DiGaetano is Will, who comes off initially like a somewhat brash everyman but goes on to become perhaps the most complex character in the whole story. Kevin Loring shines as Mike Goodstriker, an indian aching to prove his valour. John Doucet is JP, an enthusiastic Quebecer shaken literally to his core by his experience. Jon Elliot Koensgen (yes, son of John ‘Killer’ Koensgen…good theatrical stock indeed!) is the soft spoken Winnipegger Sid, who just wants a little bit of warmth.
Watching over them is bluebird Clare, played with palpable joy by Katie Swift. Clare is kind of the glue that hold VIMY together as she tends to the soldiers and hears their stories (Clare loves stories, you see…), even as she searches for the ending to her own. It seems the war has separated her from her love Laurie, played by James Stuart MacDonald, and she yearns to reconnect with him even as he almost literally haunts the show, appearing eerily through the backdrop, overtop and off to the side, always near but never there.

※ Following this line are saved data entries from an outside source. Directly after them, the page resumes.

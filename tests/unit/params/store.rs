use serde_json::json;

use super::*;

fn store() -> ParameterStore {
    ParameterStore::new(CoercionPolicy::Widen)
}

#[test]
fn define_dump_reload_round_trip() {
    let mut a = store();
    a.define("count", 4, ParamType::Int).unwrap();
    let dumped = a.dump();

    let mut b = store();
    b.define("count", 1, ParamType::Int).unwrap();
    assert_eq!(b.load_from(&dumped).unwrap(), 1);
    assert_eq!(b.get_int("count").unwrap(), 4);
}

#[test]
fn define_is_idempotent_but_rejects_type_change() {
    let mut s = store();
    s.define("useScale", true, ParamType::Bool).unwrap();
    s.set("useScale", false).unwrap();
    s.define("useScale", true, ParamType::Bool).unwrap();
    assert!(!s.get_bool("useScale").unwrap());
    assert_eq!(s.len(), 1);

    let err = s.define("useScale", "yes", ParamType::String).unwrap_err();
    assert!(matches!(err, RigError::ParameterType(_)));
}

#[test]
fn default_must_match_declared_type() {
    let mut s = store();
    assert!(s.define("aimAxis", 1, ParamType::String).is_err());
    assert!(!s.contains("aimAxis"));
}

#[test]
fn int_widens_to_float_under_widen_policy() {
    let mut s = store();
    s.define("size", 1.0, ParamType::Float).unwrap();
    s.set("size", 3).unwrap();
    assert_eq!(s.get_float("size").unwrap(), 3.0);
    assert_eq!(s.parameter("size").unwrap().value, json!(3.0));
}

#[test]
fn strict_policy_rejects_widening() {
    let mut s = ParameterStore::new(CoercionPolicy::Strict);
    s.define("size", 1.0, ParamType::Float).unwrap();
    let err = s.set("size", 3).unwrap_err();
    assert!(matches!(err, RigError::ParameterType(_)));
    assert_eq!(s.get_float("size").unwrap(), 1.0);
}

#[test]
fn float_never_narrows_to_int() {
    let mut s = store();
    s.define("count", 2, ParamType::Int).unwrap();
    assert!(s.set("count", 2.5).is_err());
    assert!(s.set("count", "2").is_err());
}

#[test]
fn unknown_parameter_is_reported() {
    let mut s = store();
    assert!(matches!(
        s.set("ghost", 1).unwrap_err(),
        RigError::UnknownParameter(_)
    ));
    assert!(matches!(
        s.get("ghost").unwrap_err(),
        RigError::UnknownParameter(_)
    ));
}

#[test]
fn load_from_skips_protected_and_undeclared_keys() {
    let mut s = store();
    s.define("name", "arm_l", ParamType::String).unwrap();
    s.define("input", json!(["a"]), ParamType::Sequence).unwrap();
    s.define("useScale", false, ParamType::Bool).unwrap();

    let data = json!({
        "name": "hacked",
        "input": ["x", "y"],
        "type": "limb.limb",
        "useScale": true,
        "notDeclared": 12,
    });
    let n = s.load_from(data.as_object().unwrap()).unwrap();

    assert_eq!(n, 1);
    assert_eq!(s.get_str("name").unwrap(), "arm_l");
    assert_eq!(s.get_sequence("input").unwrap().len(), 1);
    assert!(s.get_bool("useScale").unwrap());
}

#[test]
fn load_from_fails_on_type_mismatch() {
    let mut s = store();
    s.define("closed", false, ParamType::Bool).unwrap();
    let data = json!({ "closed": "nope" });
    assert!(s.load_from(data.as_object().unwrap()).is_err());
}

#[test]
fn load_only_touches_named_keys() {
    let mut s = store();
    s.define("numberMainControls", 4, ParamType::Int).unwrap();
    s.define("closed", false, ParamType::Bool).unwrap();
    let data = json!({ "numberMainControls": 3, "closed": true });

    s.load_only(data.as_object().unwrap(), &["numberMainControls"])
        .unwrap();
    assert_eq!(s.get_int("numberMainControls").unwrap(), 3);
    assert!(!s.get_bool("closed").unwrap());
}

#[test]
fn clear_dynamic_keeps_static_parameters_and_order() {
    let mut s = store();
    s.define("a", 1, ParamType::Int).unwrap();
    s.define_dynamic("d0", "x", ParamType::String).unwrap();
    s.define("b", 2, ParamType::Int).unwrap();
    s.define_dynamic("d1", "y", ParamType::String).unwrap();
    assert_eq!(s.dynamic_names(), vec!["d0", "d1"]);

    s.clear_dynamic();
    assert_eq!(s.names().collect::<Vec<_>>(), vec!["a", "b"]);
    assert_eq!(s.get_int("b").unwrap(), 2);
    assert!(!s.contains("d1"));
}

#[test]
fn mapping_and_sequence_accessors() {
    let mut s = store();
    s.define("ikSpaces", json!({ "world": "trs_world" }), ParamType::Mapping)
        .unwrap();
    let spaces: std::collections::BTreeMap<String, String> = s.get_as("ikSpaces").unwrap();
    assert_eq!(spaces["world"], "trs_world");
    assert_eq!(s.get_mapping("ikSpaces").unwrap().len(), 1);
    assert!(s.get_sequence("ikSpaces").is_err());
}

#[test]
fn type_inference_from_values() {
    assert_eq!(ParamType::of(&json!(1)), Some(ParamType::Int));
    assert_eq!(ParamType::of(&json!(1.5)), Some(ParamType::Float));
    assert_eq!(ParamType::of(&json!([])), Some(ParamType::Sequence));
    assert_eq!(ParamType::of(&json!(null)), None);
}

And although Clare seems determined not to let the war break her spirit, the relentless tide of it seems determined to wear her down. It smacks its lips, holds its breath…and when it finally strikes, there’s nothing anyone can do.
VIMY is a wondrous piece, and I can merrily say that in five viewings not one part of it ever got stale. Linda Moore directs with a cinematic hand, and the script by Thiessen wrings gasps and sobs as easily as it does laughs. From a terrific scene in which our bedridden fighters verbally spar over the latest hockey news from back home, to evocative flashbacks detailing who these men, and Clare, were back home. And the battle itself…yeah, it’s fucking stunning. Starting off with the most amazing training sequence this side of 36th CHAMBER OF SHAOLIN, and moving into each man’s experience in the massive, meticulous, and almost incomprehensible assault on Vimy Ridge that day in 1917. Horror and tragedy become the order of the day. The lines between heroism, cowardice, and just plain luck become almost hopelessly blurred, and you realize that these men, men our country to this day places on a pedestal higher than any other, really are that…just men. And that the story of Vimy Ridge is more than one story…and can never fully be told. Just fragments. But what fragments.

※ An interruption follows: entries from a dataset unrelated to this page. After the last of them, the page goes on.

use serde_json::json;

use crate::component::context::BuildContext;
use crate::component::kind::{Arity, ComponentKind};
use crate::component::lifecycle::ComponentCore;
use crate::component::rig;
use crate::foundation::core::{EntityKind, EntityRef};
use crate::foundation::error::{RigError, RigResult};
use crate::params::store::{ParamType, ParameterStore};

pub const NUMBER_MAIN_CONTROLS: &str = "numberMainControls";

/// Spline IK chain. The number of main controls governs which `mainControl{i}Name`
/// parameters exist.
#[derive(Debug, Default)]
pub struct ChainSpline;

pub(crate) fn main_control_param(i: usize) -> String {
    format!("mainControl{i}Name")
}

impl ChainSpline {
    fn main_controls(core: &ComponentCore) -> RigResult<Vec<EntityRef>> {
        let n = core.params.get_int(NUMBER_MAIN_CONTROLS)?;
        (0..n.max(0) as usize)
            .map(|i| -> RigResult<EntityRef> {
                Ok(EntityRef::new(core.params.get_str(&main_control_param(i))?))
            })
            .collect()
    }
}

impl ComponentKind for ChainSpline {
    fn type_tag(&self) -> &'static str {
        "chain.chainSpline"
    }

    fn arity(&self) -> Arity {
        Arity::Exactly(2)
    }

    fn define_parameters(&self, params: &mut ParameterStore) -> RigResult<()> {
        params.define(NUMBER_MAIN_CONTROLS, 4, ParamType::Int)?;
        params.define("twistStart", 0.0, ParamType::Float)?;
        params.define("twistEnd", 0.0, ParamType::Float)?;
        params.set_tooltip(NUMBER_MAIN_CONTROLS, "spline driver count, at least 2")?;
        Ok(())
    }

    fn governing_parameters(&self) -> &'static [&'static str] {
        &[NUMBER_MAIN_CONTROLS]
    }

    fn define_dynamic(
        &self,
        name: &str,
        _inputs: &[EntityRef],
        params: &mut ParameterStore,
    ) -> RigResult<()> {
        let n = params.get_int(NUMBER_MAIN_CONTROLS)?;
        if n < 2 {
            return Err(RigError::construction(format!(
                "'{name}': {NUMBER_MAIN_CONTROLS} must be at least 2, got {n}"
            )));
        }
        for i in 0..n as usize {
            params.define_dynamic(
                &main_control_param(i),
                format!("{name}Driver_{i}"),
                ParamType::String,
            )?;
        }
        Ok(())
    }

    fn rig_setup(&mut self, core: &mut ComponentCore, cx: &mut BuildContext<'_>) -> RigResult<()> {
        let joints = rig::joint_chain(cx.scene(), core.input(0)?, core.input(1)?)?;
        let drivers = Self::main_controls(core)?;
        let size = core.size()?;

        let curve = cx.create_entity(
            EntityKind::Curve,
            &format!("{}_curve", core.name),
            Some(&core.root()),
        )?;
        cx.set_attr(&curve, "cvs", drivers.len())?;

        for d in &drivers {
            rig::create_control(cx, d.as_str(), &core.control_group(), "square", size)?;
        }
        cx.set_attr(
            &curve,
            "drivers",
            json!(drivers.iter().map(EntityRef::as_str).collect::<Vec<_>>()),
        )?;

        let spline = cx.create_entity(
            EntityKind::Network,
            &format!("{}_ikSpline", core.name),
            Some(&core.root()),
        )?;
        cx.set_attr(&spline, "curve", curve.as_str())?;
        cx.set_attr(
            &spline,
            "joints",
            json!(joints.iter().map(EntityRef::as_str).collect::<Vec<_>>()),
        )?;
        for joint in &joints {
            rig::drive_input(cx, &core.name, joint, &spline)?;
        }

        if let Some(last) = drivers.last() {
            cx.containers
                .set_child_anchor(&mut *cx.scene, &core.container, last)?;
        }
        Ok(())
    }

    fn setup_anim_attrs(
        &mut self,
        core: &mut ComponentCore,
        cx: &mut BuildContext<'_>,
    ) -> RigResult<()> {
        let drivers = Self::main_controls(core)?;
        if let (Some(first), Some(last)) = (drivers.first(), drivers.last()) {
            rig::add_anim_attr(cx, first, "twist", core.params.get_float("twistStart")?)?;
            rig::add_anim_attr(cx, last, "twist", core.params.get_float("twistEnd")?)?;
        }
        Ok(())
    }
}
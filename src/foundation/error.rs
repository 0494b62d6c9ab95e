pub type RigResult<T> = Result<T, RigError>;

#[derive(thiserror::Error, Debug)]
pub enum RigError {
    /// Invalid inputs at construction time. Raised before any entity exists.
    #[error("construction error: {0}")]
    Construction(String),

    #[error("duplicate name: {0}")]
    DuplicateName(String),

    /// A referenced external entity is absent when a stage runs.
    #[error("missing input: {0}")]
    MissingInput(String),

    #[error("parameter type error: {0}")]
    ParameterType(String),

    #[error("unknown parameter: {0}")]
    UnknownParameter(String),

    /// A stage was requested out of order.
    #[error("stage error: {0}")]
    Stage(String),

    #[error("scene error: {0}")]
    Scene(String),

    #[error("persistence error: {0}")]
    Persist(String),

    #[error("serialization error: {0}")]
    Serde(String),

    #[error("dependency failed: {0}")]
    DependencyFailed(String),

    #[error(transparent)]
    Other(#[from] anyhow::Error),
}

impl RigError {
    pub fn construction(msg: impl Into<String>) -> Self {
        Self::Construction(msg.into())
    }

    pub fn duplicate_name(msg: impl Into<String>) -> Self {
        Self::DuplicateName(msg.into())
    }

    pub fn missing_input(msg: impl Into<String>) -> Self {
        Self::MissingInput(msg.into())
    }

    pub fn parameter_type(msg: impl Into<String>) -> Self {
        Self::ParameterType(msg.into())
    }

    pub fn unknown_parameter(msg: impl Into<String>) -> Self {
        Self::UnknownParameter(msg.into())
    }

    pub fn stage(msg: impl Into<String>) -> Self {
        Self::Stage(msg.into())
    }

    pub fn scene(msg: impl Into<String>) -> Self {
        Self::Scene(msg.into())
    }

    pub fn persist(msg: impl Into<String>) -> Self {
        Self::Persist(msg.into())
    }

    pub fn serde(msg: impl Into<String>) -> Self {
        Self::Serde(msg.into())
    }

    pub fn dependency_failed(msg: impl Into<String>) -> Self {
        Self::DependencyFailed(msg.into())
    }
}

impl From<serde_json::Error> for RigError {
    fn from(e: serde_json::Error) -> Self {
        Self::Serde(e.to_string())
    }
}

So, basically, I’m glad I saw VIMY five damn times, I am. It’s all stuck in here now, and it ain’t never gonna leave. The way Katie Swift says Shubenacadie, the way Nick DiGaetano asks (nay, demands) what you’re gonna do day off. Kevin Loring seeing a sky of fire (twice), and John Doucet getting the show of his life (better even than in Montreal!). James Stuart MacDonald struggling to pronounce Place Jacques Cartier (and honestly, that should get bigger laughs than it does), and Jon Koensgen looking for somewhere he can really just belong…just be. Just be WARM. Maybe Bora Bora…

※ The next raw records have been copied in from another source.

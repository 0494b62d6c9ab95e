use std::fmt;

use crate::foundation::error::{RigError, RigResult};

/// Name-based reference to an entity in the external scene graph.
#[derive(
    Clone, Debug, PartialEq, Eq, PartialOrd, Ord, Hash, serde::Serialize, serde::Deserialize,
)]
#[serde(transparent)]
pub struct EntityRef(pub String);

impl EntityRef {
    pub fn new(name: impl Into<String>) -> Self {
        Self(name.into())
    }

    pub fn as_str(&self) -> &str {
        &self.0
    }
}

impl fmt::Display for EntityRef {
    fn fmt(&self, f: &mut fmt::Formatter<'_>) -> fmt::Result {
        f.write_str(&self.0)
    }
}

impl From<&str> for EntityRef {
    fn from(s: &str) -> Self {
        Self(s.to_owned())
    }
}

impl From<String> for EntityRef {
    fn from(s: String) -> Self {
        Self(s)
    }
}

impl AsRef<str> for EntityRef {
    fn as_ref(&self) -> &str {
        &self.0
    }
}

/// Entity categories the build engine emits or consumes.
#[derive(Clone, Copy, Debug, PartialEq, Eq, Hash, serde::Serialize, serde::Deserialize)]
#[serde(rename_all = "lowercase")]
pub enum EntityKind {
    Transform,
    Joint,
    Control,
    Shape,
    Guide,
    Constraint,
    Curve,
    Container,
    Network,
}

impl EntityKind {
    /// Shape entities ride along with their transform when containers capture members.
    pub fn is_shape(self) -> bool {
        matches!(self, Self::Shape)
    }
}

/// Monotonic lifecycle position of a component.
#[derive(
    Clone,
    Copy,
    Debug,
    Default,
    PartialEq,
    Eq,
    PartialOrd,
    Ord,
    Hash,
    serde::Serialize,
    serde::Deserialize,
)]
#[serde(rename_all = "lowercase")]
pub enum BuildStage {
    #[default]
    Unbuilt = 0,
    Initialized = 1,
    Built = 2,
    Connected = 3,
    Finalized = 4,
    Optimized = 5,
}

impl BuildStage {
    pub const ALL: [BuildStage; 6] = [
        BuildStage::Unbuilt,
        BuildStage::Initialized,
        BuildStage::Built,
        BuildStage::Connected,
        BuildStage::Finalized,
        BuildStage::Optimized,
    ];

    pub fn as_u8(self) -> u8 {
        self as u8
    }

    pub fn from_u8(v: u8) -> RigResult<Self> {
        Self::ALL
            .get(usize::from(v))
            .copied()
            .ok_or_else(|| RigError::serde(format!("invalid build stage {v}")))
    }

    /// The stage directly below this one. `Unbuilt` has none.
    pub fn previous(self) -> Option<Self> {
        match self {
            Self::Unbuilt => None,
            other => Self::from_u8(other.as_u8() - 1).ok(),
        }
    }

    pub fn next(self) -> Option<Self> {
        Self::from_u8(self.as_u8() + 1).ok()
    }

    pub fn label(self) -> &'static str {
        match self {
            Self::Unbuilt => "unbuilt",
            Self::Initialized => "initialize",
            Self::Built => "build",
            Self::Connected => "connect",
            Self::Finalized => "finalize",
            Self::Optimized => "optimize",
        }
    }
}

impl fmt::Display for BuildStage {
    fn fmt(&self, f: &mut fmt::Formatter<'_>) -> fmt::Result {
        f.write_str(self.label())
    }
}
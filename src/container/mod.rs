//! Exclusively-owned namespaces for generated entities.

pub(crate) mod metadata;
pub(crate) mod registry;
pub(crate) mod scope;

/// Scene attribute holding a container's serialized membership and anchors.
pub const CONTAINER_ATTR: &str = "container";
/// Scene attribute holding a container's [`metadata::ContainerMetadata`] blob.
pub const METADATA_ATTR: &str = "metadata";
/// Tag applied to every component container for discovery.
pub const COMPONENT_TAG: &str = "component";
/// Tag applied to containers owned by a composite parent.
pub const SUB_COMPONENT_TAG: &str = "subComponent";
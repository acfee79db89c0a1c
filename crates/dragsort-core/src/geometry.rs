#![forbid(unsafe_code)]

//! Geometric primitives.
//!
//! Coordinates are cells with the origin at the top-left, the same convention
//! the list host uses for hit-testing and row layout.

/// A point in cell coordinates.
#[derive(Debug, Clone, Copy, PartialEq, Eq, Hash, Default)]
pub struct Point {
    /// Column (0 is leftmost).
    pub x: u16,
    /// Row (0 is topmost).
    pub y: u16,
}

impl Point {
    /// Create a new point.
    #[inline]
    pub const fn new(x: u16, y: u16) -> Self {
        Self { x, y }
    }

    /// Move the point up by `dy`, returning `None` if that would cross row 0.
    #[inline]
    pub const fn checked_up(self, dy: u16) -> Option<Self> {
        match self.y.checked_sub(dy) {
            Some(y) => Some(Self { x: self.x, y }),
            None => None,
        }
    }
}

/// An axis-aligned rectangle used for row bounds and the list viewport.
#[derive(Debug, Clone, Copy, PartialEq, Eq, Default)]
pub struct Rect {
    /// Left edge (inclusive).
    pub x: u16,
    /// Top edge (inclusive).
    pub y: u16,
    /// Width in cells.
    pub width: u16,
    /// Height in cells.
    pub height: u16,
}

impl Rect {
    /// Create a new rectangle.
    #[inline]
    pub const fn new(x: u16, y: u16, width: u16, height: u16) -> Self {
        Self {
            x,
            y,
            width,
            height,
        }
    }

    /// Create a rectangle at the origin with the given size.
    #[inline]
    pub const fn from_size(width: u16, height: u16) -> Self {
        Self::new(0, 0, width, height)
    }

    /// Right edge (exclusive).
    #[inline]
    pub const fn right(&self) -> u16 {
        self.x.saturating_add(self.width)
    }

    /// Bottom edge (exclusive).
    #[inline]
    pub const fn bottom(&self) -> u16 {
        self.y.saturating_add(self.height)
    }

    /// Check if the rectangle has zero area.
    #[inline]
    pub const fn is_empty(&self) -> bool {
        self.width == 0 || self.height == 0
    }

    /// Check if a point is inside the rectangle.
    #[inline]
    pub const fn contains(&self, p: Point) -> bool {
        p.x >= self.x && p.x < self.right() && p.y >= self.y && p.y < self.bottom()
    }

    /// The trailing horizontal band of `band_width` cells spanning the full
    /// height of this rectangle.
    ///
    /// The band never extends past the left edge; a band wider than the
    /// rectangle covers all of it.
    #[inline]
    pub const fn trailing_band(&self, band_width: u16) -> Rect {
        let width = if band_width < self.width {
            band_width
        } else {
            self.width
        };
        Rect::new(self.right() - width, self.y, width, self.height)
    }
}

So hats off, ladies and gents, for a fine show. From the cliffs at Five Islands to Somewhere in France, you done good. And yes, there ARE still tickets available for this final week! Now hurry up and get one if you haven’t seen it yet…because, frankly, I’m thinking six viewings has a nice ring to it. Hmmm…
Peace, love and soul to you all,
The Visitor (and Winston)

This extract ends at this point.